Diffusion models

Official Definition

A type of generative AI model that produces output to match a prompt by iteratively refining noise. These types of models require substantial computational resources and processing time.

Source: AIEOG AI Lexicon (Feb 2026), adapted from NIST AI 100-4

What diffusion models means in plain language

Diffusion models are a category of generative AI that creates content by starting with random noise and gradually refining it into a coherent output. The process works by learning to reverse a “diffusion” process: the model is trained by progressively adding noise to real data until it becomes pure randomness, then learning to reverse those steps to reconstruct the original data from noise.

When generating new content, the model starts with random noise and applies the learned reversal process step by step, gradually transforming noise into a realistic image, audio clip, or other output that matches the user’s prompt.

Diffusion models are the technology behind popular image generation systems and are increasingly used for audio, video, and 3D content generation. Their outputs can be remarkably realistic, which is both their value and their risk.

Why it matters in financial services

Diffusion models are relevant to financial services primarily through two lenses: as tools that institutions may adopt and as threats that institutions must defend against.

As tools:

  • Document generation and augmentation for training and testing purposes
  • Synthetic data generation for model development when real data is limited
  • Content creation for customer communications and marketing

As threats:

  • Generation of realistic fake identity documents for fraud
  • Creation of synthetic images for deepfake-based social engineering
  • Production of convincing but fraudulent financial documents

The computational cost of diffusion models is worth noting for governance purposes. Because they require significant processing power, institutions that deploy them typically rely on cloud-based AIaaS providers, introducing third-party risk considerations.
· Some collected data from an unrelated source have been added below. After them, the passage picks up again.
//! # 文件收集器
//!
//! 将命令行给出的路径列表解析为有序的待上传文件列表。
//!
//! ## 功能
//! - 路径先转为绝对路径并解析符号链接；空字符串直接跳过
//! - 目录递归展开（跟随符号链接，跳过隐藏项，按文件名排序）
//! - 不存在的路径按 glob 模式展开，并给出警告
//! - 只保留文件；重叠的输入不去重
//!
//! ## 依赖关系
//! - 被 `commands/upload.rs` 调用
//! - 使用 `walkdir` 遍历目录，`glob` 展开通配符

use crate::models::UploadTarget;
use crate::utils::output;

use glob::{MatchOptions, Pattern};
use std::path::{Path, PathBuf};
use walkdir::{DirEntry, WalkDir};

/// 文件收集器
pub struct FileCollector {
    /// 输入路径（按给定顺序）
    inputs: Vec<String>,
}

impl FileCollector {
    /// 创建新的文件收集器
    pub fn new<S: AsRef<str>>(inputs: &[S]) -> Self {
        Self {
            inputs: inputs.iter().map(|s| s.as_ref().to_string()).collect(),
        }
    }

    /// 收集所有文件，顺序与遍历顺序一致
    pub fn collect(&self) -> Vec<UploadTarget> {
        let mut targets = Vec::new();

        for input in &self.inputs {
            if input.is_empty() {
                output::print_warning(&not_a_file(input));
                continue;
            }

            let path = Path::new(input);
            let files = match path.canonicalize() {
                Ok(resolved) if resolved.is_dir() => expand_directory(&resolved),
                Ok(resolved) if resolved.is_file() => vec![resolved],
                _ => {
                    output::print_warning(&not_a_file(input));
                    expand_pattern(&absolute_pattern(path))
                }
            };

            targets.extend(files.into_iter().map(UploadTarget::new));
        }

        targets
    }
}

/// 收集路径列表中的所有文件
pub fn gather_files<S: AsRef<str>>(paths: &[S]) -> Vec<UploadTarget> {
    FileCollector::new(paths).collect()
}

fn not_a_file(input: &str) -> String {
    format!("'{}' is not a file", input)
}

/// 不存在的路径转为绝对 glob 模式；工作目录部分按字面匹配
fn absolute_pattern(path: &Path) -> String {
    if path.is_absolute() {
        return path.to_string_lossy().into_owned();
    }

    match std::env::current_dir() {
        Ok(cwd) => join_pattern(&cwd, path),
        Err(_) => path.to_string_lossy().into_owned(),
    }
}

fn join_pattern(base: &Path, pattern: &Path) -> String {
    format!(
        "{}{}{}",
        Pattern::escape(&base.to_string_lossy()),
        std::path::MAIN_SEPARATOR,
        pattern.to_string_lossy()
    )
}

/// 递归展开目录下的所有文件
fn expand_directory(dir: &Path) -> Vec<PathBuf> {
    WalkDir::new(dir)
        .follow_links(true)
        .sort_by_file_name()
        .into_iter()
        .filter_entry(|e| e.depth() == 0 || !is_hidden(e))
        .filter_map(|e| e.ok())
        .filter(|e| e.file_type().is_file())
        .map(|e| e.into_path())
        .collect()
}

/// 按 glob 模式展开，丢弃目录
fn expand_pattern(pattern: &str) -> Vec<PathBuf> {
    let options = MatchOptions {
        require_literal_leading_dot: true,
        ..MatchOptions::new()
    };

    match glob::glob_with(pattern, options) {
        Ok(paths) => paths
            .filter_map(|p| p.ok())
            .filter(|p| p.is_file())
            .collect(),
        Err(e) => {
            output::print_warning(&format!("Invalid pattern '{}': {}", pattern, e));
            Vec::new()
        }
    }
}

fn is_hidden(entry: &DirEntry) -> bool {
    entry
        .file_name()
        .to_str()
        .map(|name| name.starts_with('.'))
        .unwrap_or(false)
}

#[cfg(test)]
mod tests {
    use super::*;
    use std::fs;
    use tempfile::TempDir;

    fn create_test_dir() -> TempDir {
        let dir = TempDir::new().unwrap();
        let root = dir.path();

        fs::write(root.join("b.png"), b"b").unwrap();
        fs::write(root.join("a.css"), b"a").unwrap();
        fs::create_dir_all(root.join("img/deep/er")).unwrap();
        fs::write(root.join("img/logo.svg"), b"svg").unwrap();
        fs::write(root.join("img/deep/er/icon.png"), b"png").unwrap();
        fs::write(root.join(".hidden"), b"h").unwrap();
        fs::create_dir_all(root.join(".git")).unwrap();
        fs::write(root.join(".git/HEAD"), b"ref").unwrap();
        dir
    }

    fn names(targets: &[UploadTarget], root: &Path) -> Vec<String> {
        let root = root.canonicalize().unwrap();
        targets
            .iter()
            .map(|t| {
                t.path()
                    .strip_prefix(&root)
                    .unwrap()
                    .to_string_lossy()
                    .replace('\\', "/")
            })
            .collect()
    }

    #[test]
    fn test_empty_input() {
        let empty: [&str; 0] = [];
        assert!(gather_files(&empty).is_empty());
    }

    #[test]
    fn test_empty_string_input() {
        assert!(gather_files(&[""]).is_empty());

        let dir = create_test_dir();
        let css = dir.path().join("a.css");
        let files = gather_files(&["", css.to_str().unwrap(), ""]);
        assert_eq!(names(&files, dir.path()), vec!["a.css"]);
    }

    #[test]
    fn test_warning_names_input_as_given() {
        assert_eq!(not_a_file("img/missing.png"), "'img/missing.png' is not a file");
        assert_eq!(not_a_file(""), "'' is not a file");
    }

    #[test]
    fn test_relative_pattern_escapes_base() {
        let dir = TempDir::new().unwrap();
        let base = dir.path().join("build[1]*");
        fs::create_dir_all(&base).unwrap();
        fs::write(base.join("a.png"), b"a").unwrap();
        fs::write(base.join("b.css"), b"b").unwrap();

        let pattern = join_pattern(&base, Path::new("*.png"));
        let files = expand_pattern(&pattern);
        assert_eq!(files, vec![base.join("a.png")]);
    }

    #[test]
    fn test_nonexistent_path() {
        assert!(gather_files(&["/nonexistent"]).is_empty());
        assert!(gather_files(&["/nonexistent/upload-assets/*.png"]).is_empty());
    }

    #[test]
    fn test_directory_is_recursive_and_ordered() {
        let dir = create_test_dir();
        let files = gather_files(&[dir.path().to_str().unwrap()]);

        assert_eq!(
            names(&files, dir.path()),
            vec!["a.css", "b.png", "img/deep/er/icon.png", "img/logo.svg"]
        );
        assert!(files.iter().all(|t| t.path().is_file() && t.path().is_absolute()));
    }

    #[test]
    fn test_input_order_preserved_without_dedup() {
        let dir = create_test_dir();
        let root = dir.path();
        let logo = root.join("img/logo.svg");
        let inputs = vec![
            logo.to_str().unwrap().to_string(),
            root.join("img").to_str().unwrap().to_string(),
            root.join("b.png").to_str().unwrap().to_string(),
        ];

        let files = gather_files(&inputs);
        assert_eq!(
            names(&files, root),
            vec![
                "img/logo.svg",
                "img/deep/er/icon.png",
                "img/logo.svg",
                "b.png"
            ]
        );
    }

    #[test]
    fn test_pattern_expansion_drops_directories() {
        let dir = create_test_dir();
        let root = dir.path();
        fs::create_dir_all(root.join("dir.png")).unwrap();

        let pattern = root.join("*.png");
        let files = gather_files(&[pattern.to_str().unwrap()]);
        assert_eq!(names(&files, root), vec!["b.png"]);

        let recursive = root.join("**").join("*.png");
        let files = gather_files(&[recursive.to_str().unwrap()]);
        assert_eq!(names(&files, root), vec!["b.png", "img/deep/er/icon.png"]);
    }

    #[test]
    fn test_missing_and_existing_mixed() {
        let dir = create_test_dir();
        let root = dir.path();
        let inputs = [
            root.join("missing.txt").to_str().unwrap().to_string(),
            root.join("a.css").to_str().unwrap().to_string(),
        ];
        let files = gather_files(&inputs);
        assert_eq!(names(&files, root), vec!["a.css"]);
    }

    #[cfg(unix)]
    #[test]
    fn test_symlinks_followed() {
        let dir = create_test_dir();
        let root = dir.path();
        let outside = TempDir::new().unwrap();
        fs::write(outside.path().join("linked.txt"), b"l").unwrap();
        std::os::unix::fs::symlink(outside.path(), root.join("img/link")).unwrap();

        let files = gather_files(&[root.join("img").to_str().unwrap()]);
        assert_eq!(
            names(&files, root),
            vec!["img/deep/er/icon.png", "img/link/linked.txt", "img/logo.svg"]
        );

        let through_link = gather_files(&[root.join("img/link/linked.txt").to_str().unwrap()]);
        assert_eq!(through_link.len(), 1);
        assert_eq!(
            through_link[0].path(),
            outside.path().join("linked.txt").canonicalize().unwrap()
        );
    }
}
Key considerations for compliance teams

  1. Assess generative content risks. If your institution uses diffusion models for content generation, establish policies governing what can be generated and how synthetic content is labeled.
  2. Strengthen document verification. Update identity verification and document review processes to account for AI-generated documents and images.
  3. Include in AI inventory. Diffusion model deployments, including those accessed through vendor APIs, should be documented in the AI use case inventory.
  4. Evaluate third-party dependencies. Assess the AIaaS providers supplying diffusion model capabilities for concentration risk and data handling practices.
  5. Monitor for misuse. Establish guidelines for acceptable use of generative AI within the organization to prevent misuse.
  6. Stay current on detection capabilities. Monitor developments in synthetic media detection technology and assess applicability to your fraud prevention controls.